Luca Guadagnino (Challengers, Os et tout) est un cinéaste doué qui navigue entre les genres avec aisance. Bien que ses films aient toujours un avantage qui les éloigne certainement du courant dominant, Queer a un récit plus sinueux avec un acte final ésotérique.
Pour être honnête, ce film ne sera pas pour tout le monde. Les hommes gays peuvent y être attirés, mais se demander à mi-chemin ce qu’ils regardent. Le rythme est parfois glacial, seulement occasionnellement érotique et rempli d’un certain nombre de personnages antipathiques, en particulier Lee.
Craig est formidable ici, jouant à contre-courant de son type habituel, mais ce toxicomane ivre et suffocant est à la fois agaçant et pathétique. En regardant le film, vous n’êtes pas sûr qu’il aura une révélation pour améliorer sa vie, il peut donc être un peu difficile de suivre son voyage. Quoi qu’il en soit, il remplit le personnage d’une tristesse et d’un désir palpables.
Starkey est magnétique à l’écran, mais son personnage est trop distant pour s’en soucier réellement. Il passe un moment charmant avec le docteur Cotter dans la jungle où elle l’exhorte à s’accepter, mais Manville est celui qui apparaît comme le plus émouvant de la scène. En fait, Manville (Fil fantôme) est une fêteation. Je n’avais aucune idée de qui était l’actrice qui jouait le Docteur Cotter. Avec ses cheveux gras et clairsemés, ses ongles sales et ses dents brunes, je me suis demandé qui était l’acteur qui l’interprétait. En même temps, elle était la personne la plus empathique et la plus intéressante du film. Et digne d’une nomination dans un second rôle.
Le scénario de Justin Kuritzkes (Challengers) réussit beaucoup de choses, comme les dialogues et les beaux moments des personnages, mais le récit sinueux, presque sans but, peut être difficile à regarder.

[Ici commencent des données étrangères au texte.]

//! Character entity model and DTOs.

use acolyte_core::types::{DbId, Timestamp};
use serde::{Deserialize, Serialize};
use sqlx::FromRow;
use validator::Validate;

use crate::models::characteristic::CharacterCharacteristic;
use crate::models::double_option;
use crate::models::link::Link;

/// A character row from the `characters` table.
#[derive(Debug, Clone, FromRow, Serialize)]
pub struct Character {
    pub id: DbId,
    pub name: String,
    /// `None` until a home world is chosen or rolled.
    pub home_world_id: Option<DbId>,
    pub career_path_id: Option<DbId>,
    pub home_world_class_id: Option<DbId>,
    pub divination_id: Option<DbId>,
    pub wound: Option<i32>,
    pub fate_point: Option<i32>,
    pub wealth: Option<i32>,
    pub sex: String,
    pub age: Option<i32>,
    pub hair_color: String,
    pub eye_color: String,
    pub skin_color: String,
    pub created_at: Timestamp,
    pub updated_at: Timestamp,
}

/// DTO for creating a new character. Only the name is required; the home
/// world starts unset.
#[derive(Debug, Clone, Deserialize, Validate)]
pub struct CreateCharacter {
    #[validate(length(min = 1, max = 64))]
    pub name: String,
    pub career_path_id: Option<DbId>,
    #[validate(range(min = 0))]
    pub age: Option<i32>,
    #[validate(length(max = 32))]
    pub sex: Option<String>,
}

/// DTO for updating an existing character. All fields are optional.
///
/// The nullable references and counters take `Option<Option<_>>`: omit the
/// key to keep the stored value, send `null` to clear it. The home world is
/// absent; it changes only through the choose/roll endpoints.
#[derive(Debug, Clone, Default, Deserialize, Validate)]
pub struct UpdateCharacter {
    #[validate(length(min = 1, max = 64))]
    pub name: Option<String>,
    #[serde(default, deserialize_with = "double_option")]
    pub career_path_id: Option<Option<DbId>>,
    #[serde(default, deserialize_with = "double_option")]
    pub home_world_class_id: Option<Option<DbId>>,
    #[serde(default, deserialize_with = "double_option")]
    pub divination_id: Option<Option<DbId>>,
    #[serde(default, deserialize_with = "double_option")]
    #[validate(range(min = 0))]
    pub wound: Option<Option<i32>>,
    #[serde(default, deserialize_with = "double_option")]
    #[validate(range(min = 0))]
    pub fate_point: Option<Option<i32>>,
    #[serde(default, deserialize_with = "double_option")]
    #[validate(range(min = 0))]
    pub wealth: Option<Option<i32>>,
    #[validate(length(max = 32))]
    pub sex: Option<String>,
    #[serde(default, deserialize_with = "double_option")]
    #[validate(range(min = 0))]
    pub age: Option<Option<i32>>,
    #[validate(length(max = 32))]
    pub hair_color: Option<String>,
    #[validate(length(max = 32))]
    pub eye_color: Option<String>,
    #[validate(length(max = 32))]
    pub skin_color: Option<String>,
}

/// Body for manually choosing a home world. `null` clears it.
#[derive(Debug, Clone, Deserialize)]
pub struct ChooseHomeWorld {
    pub home_world_id: Option<DbId>,
}

/// A character together with every linked id and its characteristic values.
#[derive(Debug, Clone, Serialize)]
pub struct CharacterSheet {
    #[serde(flatten)]
    pub character: Character,
    pub skill_ids: Vec<DbId>,
    pub talent_ids: Vec<DbId>,
    pub gear_ids: Vec<DbId>,
    pub rank_ids: Vec<DbId>,
    pub trait_ids: Vec<DbId>,
    pub quirk_ids: Vec<DbId>,
    pub armour_ids: Vec<DbId>,
    pub mutation_ids: Vec<DbId>,
    pub characteristics: Vec<CharacterCharacteristic>,
}

/// The many-to-many associations a character carries.
#[derive(Debug, Clone, Copy, PartialEq, Eq)]
pub enum CharacterAssociation {
    Skills,
    Talents,
    Gear,
    Ranks,
    Traits,
    Quirks,
    Armours,
    Mutations,
}

impl CharacterAssociation {
    pub const ALL: [CharacterAssociation; 8] = [
        Self::Skills,
        Self::Talents,
        Self::Gear,
        Self::Ranks,
        Self::Traits,
        Self::Quirks,
        Self::Armours,
        Self::Mutations,
    ];

    /// Parse the URL segment (`/characters/{id}/{slug}`).
    pub fn from_slug(slug: &str) -> Option<Self> {
        Self::ALL.into_iter().find(|a| a.slug() == slug)
    }

    pub fn slug(self) -> &'static str {
        match self {
            Self::Skills => "skills",
            Self::Talents => "talents",
            Self::Gear => "gear",
            Self::Ranks => "ranks",
            Self::Traits => "traits",
            Self::Quirks => "quirks",
            Self::Armours => "armours",
            Self::Mutations => "mutations",
        }
    }

    pub fn link(self) -> Link {
        match self {
            Self::Skills => Link::new("character_skills", "character_id", "skill_id"),
            Self::Talents => Link::new("character_talents", "character_id", "talent_id"),
            Self::Gear => Link::new("character_gear", "character_id", "gear_id"),
            Self::Ranks => Link::new("character_ranks", "character_id", "career_rank_id"),
            Self::Traits => Link::new("character_traits", "character_id", "trait_id"),
            Self::Quirks => Link::new("character_quirks", "character_id", "quirk_id"),
            Self::Armours => Link::new("character_armours", "character_id", "armour_id"),
            Self::Mutations => Link::new("character_mutations", "character_id", "mutation_id"),
        }
    }
}
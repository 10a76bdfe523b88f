//! Catalog vocabularies and pure validation for reference entities.

use serde::{Deserialize, Serialize};

use crate::error::CoreError;

// ---------------------------------------------------------------------------
// Skill type
// ---------------------------------------------------------------------------

/// Whether a skill may be used untrained.
#[derive(Debug, Clone, Copy, PartialEq, Eq, Serialize, Deserialize)]
#[serde(rename_all = "SCREAMING_SNAKE_CASE")]
pub enum SkillType {
    Basic,
    Advanced,
}

impl SkillType {
    pub const ALL: [SkillType; 2] = [Self::Basic, Self::Advanced];

    pub fn code(self) -> &'static str {
        match self {
            Self::Basic => "BASIC",
            Self::Advanced => "ADVANCED",
        }
    }

    pub fn label(self) -> &'static str {
        match self {
            Self::Basic => "Basic",
            Self::Advanced => "Advanced",
        }
    }
}

// ---------------------------------------------------------------------------
// Armour location
// ---------------------------------------------------------------------------

/// Hit location an armour piece covers.
#[derive(Debug, Clone, Copy, PartialEq, Eq, Serialize, Deserialize)]
#[serde(rename_all = "SCREAMING_SNAKE_CASE")]
pub enum ArmourType {
    Head,
    Body,
    LeftArm,
    RightArm,
    LeftLeg,
    RightLeg,
}

impl ArmourType {
    pub const ALL: [ArmourType; 6] = [
        Self::Head,
        Self::Body,
        Self::LeftArm,
        Self::RightArm,
        Self::LeftLeg,
        Self::RightLeg,
    ];

    pub fn code(self) -> &'static str {
        match self {
            Self::Head => "HEAD",
            Self::Body => "BODY",
            Self::LeftArm => "LEFT_ARM",
            Self::RightArm => "RIGHT_ARM",
            Self::LeftLeg => "LEFT_LEG",
            Self::RightLeg => "RIGHT_LEG",
        }
    }

    pub fn label(self) -> &'static str {
        match self {
            Self::Head => "Head armour",
            Self::Body => "Body armour",
            Self::LeftArm => "Left arm armour",
            Self::RightArm => "Right arm armour",
            Self::LeftLeg => "Left leg armour",
            Self::RightLeg => "Right leg armour",
        }
    }
}

// ---------------------------------------------------------------------------
// Range validation
// ---------------------------------------------------------------------------

/// Validate a home world roll range. `end_roll` may equal `start_roll`
/// (a zero-weight entry that is never drawn) but may not precede it.
pub fn validate_roll_range(start_roll: i32, end_roll: i32) -> Result<(), CoreError> {
    if end_roll < start_roll {
        return Err(CoreError::Validation(format!(
            "end_roll ({end_roll}) must not be less than start_roll ({start_roll})"
        )));
    }
    Ok(())
}

/// Validate a career rank's experience window and level.
pub fn validate_rank(min_xp: i32, max_xp: i32, rank_level: i32) -> Result<(), CoreError> {
    if min_xp < 0 {
        return Err(CoreError::Validation(format!(
            "min_xp must be non-negative, got {min_xp}"
        )));
    }
    if max_xp < min_xp {
        return Err(CoreError::Validation(format!(
            "max_xp ({max_xp}) must not be less than min_xp ({min_xp})"
        )));
    }
    if rank_level < 1 {
        return Err(CoreError::Validation(format!(
            "rank_level must be at least 1, got {rank_level}"
        )));
    }
    Ok(())
}
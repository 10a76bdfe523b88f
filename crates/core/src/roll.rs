//! Weighted home world roll.
//!
//! Each home world owns a slice `[start_roll, end_roll)` of the roll table;
//! the width of that slice is its weight. A draw picks exactly one candidate
//! with probability `weight / total_weight`.
//!
//! Randomness is injected through [`RollSource`] so a seeded generator (or a
//! fixed value in tests) makes every draw reproducible.

use crate::error::CoreError;
use crate::types::DbId;

// ---------------------------------------------------------------------------
// Random source
// ---------------------------------------------------------------------------

/// Source of uniform values in `[0, 1)`.
///
/// Every [`rand::Rng`] is a `RollSource`.
pub trait RollSource {
    fn next_unit(&mut self) -> f64;
}

impl<R: rand::Rng> RollSource for R {
    fn next_unit(&mut self) -> f64 {
        self.random::<f64>()
    }
}

// ---------------------------------------------------------------------------
// Candidates
// ---------------------------------------------------------------------------

/// A home world as seen by the roll: its id, configured range, and the
/// weight derived from that range at load time.
#[derive(Debug, Clone, Copy, PartialEq, Eq, serde::Serialize)]
pub struct RollCandidate {
    pub id: DbId,
    pub start_roll: i32,
    pub end_roll: i32,
    pub roll_weight: i64,
}

impl RollCandidate {
    pub fn new(id: DbId, start_roll: i32, end_roll: i32) -> Self {
        Self {
            id,
            start_roll,
            end_roll,
            roll_weight: i64::from(end_roll) - i64::from(start_roll),
        }
    }

    /// A range whose end precedes its start is a configuration error, as
    /// opposed to an empty range (weight zero) which simply never wins.
    pub fn is_inverted(&self) -> bool {
        self.roll_weight < 0
    }
}

// ---------------------------------------------------------------------------
// Sampler
// ---------------------------------------------------------------------------

/// Draw one id from `(id, weight)` pairs, proportional to weight.
///
/// Candidates are bucketed cumulatively in the order given, so callers that
/// need reproducible draws must pass them in a fixed order. Non-positive
/// weights occupy no space in the table and are never returned.
///
/// Fails with [`CoreError::InvalidInput`] when there are no candidates or no
/// candidate has a positive weight.
pub fn choose_weighted<R>(candidates: &[(DbId, i64)], rng: &mut R) -> Result<DbId, CoreError>
where
    R: RollSource + ?Sized,
{
    if candidates.is_empty() {
        return Err(CoreError::InvalidInput(
            "No home worlds to roll from".to_string(),
        ));
    }

    let total: i64 = candidates.iter().map(|&(_, w)| w.max(0)).sum();
    if total <= 0 {
        return Err(CoreError::InvalidInput(
            "Every home world has a non-positive roll weight".to_string(),
        ));
    }

    let unit = rng.next_unit().clamp(0.0, 1.0);
    let target = unit * total as f64;

    // `total > 0` guarantees at least one positive weight overwrites this.
    let mut chosen = candidates[0].0;
    let mut cumulative = 0i64;
    for &(id, weight) in candidates.iter().filter(|&&(_, w)| w > 0) {
        chosen = id;
        cumulative += weight;
        if target < cumulative as f64 {
            break;
        }
    }

    // Falling off the end (a unit that rounds up to the top of the table)
    // leaves the last positive candidate chosen.
    Ok(chosen)
}

/// Draw one home world from `candidates` by their derived roll weight.
pub fn choose_home_world<R>(candidates: &[RollCandidate], rng: &mut R) -> Result<DbId, CoreError>
where
    R: RollSource + ?Sized,
{
    let weighted: Vec<(DbId, i64)> = candidates.iter().map(|c| (c.id, c.roll_weight)).collect();
    choose_weighted(&weighted, rng)
}

#[cfg(test)]
mod tests {
    use assert_matches::assert_matches;
    use rand::rngs::StdRng;
    use rand::SeedableRng;

    use super::*;

    /// Returns the same unit value on every call.
    struct FixedRoll(f64);

    impl RollSource for FixedRoll {
        fn next_unit(&mut self) -> f64 {
            self.0
        }
    }

    // -- RollCandidate --

    #[test]
    fn weight_is_end_minus_start() {
        let c = RollCandidate::new(1, 1, 50);
        assert_eq!(c.roll_weight, 49);
        assert!(!c.is_inverted());
    }

    #[test]
    fn empty_range_has_zero_weight() {
        let c = RollCandidate::new(1, 10, 10);
        assert_eq!(c.roll_weight, 0);
        assert!(!c.is_inverted());
    }

    #[test]
    fn inverted_range_is_flagged() {
        assert!(RollCandidate::new(1, 60, 40).is_inverted());
    }

    // -- rejection --

    #[test]
    fn empty_candidates_are_rejected() {
        let mut rng = StdRng::seed_from_u64(7);
        assert_matches!(choose_weighted(&[], &mut rng), Err(CoreError::InvalidInput(_)));
    }

    #[test]
    fn all_zero_weights_are_rejected() {
        let mut rng = StdRng::seed_from_u64(7);
        let result = choose_weighted(&[(1, 0), (2, 0)], &mut rng);
        assert_matches!(result, Err(CoreError::InvalidInput(_)));
    }

    #[test]
    fn all_negative_weights_are_rejected() {
        let mut rng = StdRng::seed_from_u64(7);
        let result = choose_weighted(&[(1, -5), (2, -1), (3, 0)], &mut rng);
        assert_matches!(result, Err(CoreError::InvalidInput(_)));
    }

    // -- bucket placement --

    #[test]
    fn low_roll_lands_in_first_bucket() {
        let result = choose_weighted(&[(1, 49), (2, 49)], &mut FixedRoll(0.0));
        assert_eq!(result.unwrap(), 1);
    }

    #[test]
    fn midpoint_roll_lands_in_second_bucket() {
        // 0.5 * 98 = 49, which is the first value outside bucket 1.
        let result = choose_weighted(&[(1, 49), (2, 49)], &mut FixedRoll(0.5));
        assert_eq!(result.unwrap(), 2);
    }

    #[test]
    fn top_of_table_falls_back_to_last_positive() {
        let result = choose_weighted(&[(1, 3), (2, 5), (3, 0)], &mut FixedRoll(1.0));
        assert_eq!(result.unwrap(), 2);
    }

    #[test]
    fn top_of_table_never_returns_a_leading_zero_weight() {
        let result = choose_weighted(&[(1, 0), (2, 4), (3, -2)], &mut FixedRoll(1.0));
        assert_eq!(result.unwrap(), 2);
    }

    #[test]
    fn zero_weight_candidates_are_skipped() {
        let candidates = [(1, 0), (2, 10), (3, 0)];
        for unit in [0.0, 0.25, 0.5, 0.999] {
            assert_eq!(choose_weighted(&candidates, &mut FixedRoll(unit)).unwrap(), 2);
        }
    }

    #[test]
    fn order_determines_bucket() {
        let forward = choose_weighted(&[(1, 1), (2, 9)], &mut FixedRoll(0.05)).unwrap();
        let reversed = choose_weighted(&[(2, 9), (1, 1)], &mut FixedRoll(0.05)).unwrap();
        assert_eq!(forward, 1);
        assert_eq!(reversed, 2);
    }

    // -- membership and distribution --

    #[test]
    fn result_is_always_a_candidate() {
        let candidates = [(11, 3), (22, 1), (33, 7), (44, 2)];
        let mut rng = StdRng::seed_from_u64(42);
        for _ in 0..1_000 {
            let id = choose_weighted(&candidates, &mut rng).unwrap();
            assert!(candidates.iter().any(|&(c, _)| c == id));
        }
    }

    #[test]
    fn heavy_candidate_wins_about_ninety_percent() {
        let candidates = [(1, 1), (2, 9)];
        let mut rng = StdRng::seed_from_u64(2024);
        let draws = 10_000;
        let b_wins = (0..draws)
            .filter(|_| choose_weighted(&candidates, &mut rng).unwrap() == 2)
            .count();
        let freq = b_wins as f64 / draws as f64;
        assert!((0.88..=0.92).contains(&freq), "B frequency was {freq}");
    }

    #[test]
    fn same_seed_same_draws() {
        let candidates = [(1, 10), (2, 20), (3, 30)];
        let mut a = StdRng::seed_from_u64(99);
        let mut b = StdRng::seed_from_u64(99);
        for _ in 0..50 {
            assert_eq!(
                choose_weighted(&candidates, &mut a).unwrap(),
                choose_weighted(&candidates, &mut b).unwrap()
            );
        }
    }

    #[test]
    fn choose_home_world_uses_roll_weight() {
        let candidates = [RollCandidate::new(1, 10, 10), RollCandidate::new(2, 11, 100)];
        let mut rng = StdRng::seed_from_u64(3);
        for _ in 0..100 {
            assert_eq!(choose_home_world(&candidates, &mut rng).unwrap(), 2);
        }
    }
}
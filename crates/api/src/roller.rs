//! Process-wide source of home world rolls.
//!
//! One master [`StdRng`] lives in application state. Each request forks its
//! own generator from it, so the lock is never held across an `.await` and a
//! fixed `ROLL_SEED` reproduces the whole sequence of draws.

use std::sync::{Mutex, PoisonError};

use rand::rngs::StdRng;
use rand::SeedableRng;

pub struct Roller {
    master: Mutex<StdRng>,
}

impl Roller {
    /// Seed from `seed` when given, otherwise from the thread-local OS-seeded
    /// generator.
    pub fn new(seed: Option<u64>) -> Self {
        let master = match seed {
            Some(seed) => StdRng::seed_from_u64(seed),
            None => StdRng::from_rng(&mut rand::rng()),
        };
        Self {
            master: Mutex::new(master),
        }
    }

    /// A private generator for one request.
    pub fn fork(&self) -> StdRng {
        let mut master = self.master.lock().unwrap_or_else(PoisonError::into_inner);
        StdRng::from_rng(&mut *master)
    }
}

impl std::fmt::Debug for Roller {
    fn fmt(&self, f: &mut std::fmt::Formatter<'_>) -> std::fmt::Result {
        f.debug_struct("Roller").finish_non_exhaustive()
    }
}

C’est un film magnifique à bien des égards, et Guadagnino jette un regard somptueux sur Mexico et l’Amérique du Sud. Il travaille bien avec ses acteurs et a clairement leur confiance, en particulier dans les scènes sexuelles les plus puissantes. Il utilise également beaucoup de musique relativement moderne, ce qui fonctionne bien, et la partition de Trent Reznor et Atticus Ross correspond aux différents styles que le film navigue.
Mais à qui s’adresse ce film, c’est la question. En tant qu’homme gay, je n’étais pas fasciné par l’histoire de Lee, même si je pouvais comprendre le va-et-vient du désir homosexuel dans un monde qui n’est pas toujours tolérant. Mais si le film portait vraiment sur la douleur de Lee de plonger dans ce monde et sa quête inutile pour poursuivre non seulement quelqu’un qui est trop jeune pour lui mais qui n’a toujours pas accepté sa sexualité, ce thème aurait pu être plus puissant.
Cela ne me dérange pas d’avoir un film qui est un « penseur », et écrire cette critique m’a permis de me plonger plus profondément dans ce que j’avais vu et de l’apprécier davantage après un certain temps d’absence.
Pour citer les nombreuses définitions du mot, Queer est un film étrange et inhabituel. Il ne se conforme pas à un seul thème, et il est certainement non conventionnel pour cela. En cela, le titre du film est à la hauteur de l’homme exploré et de l’art créé.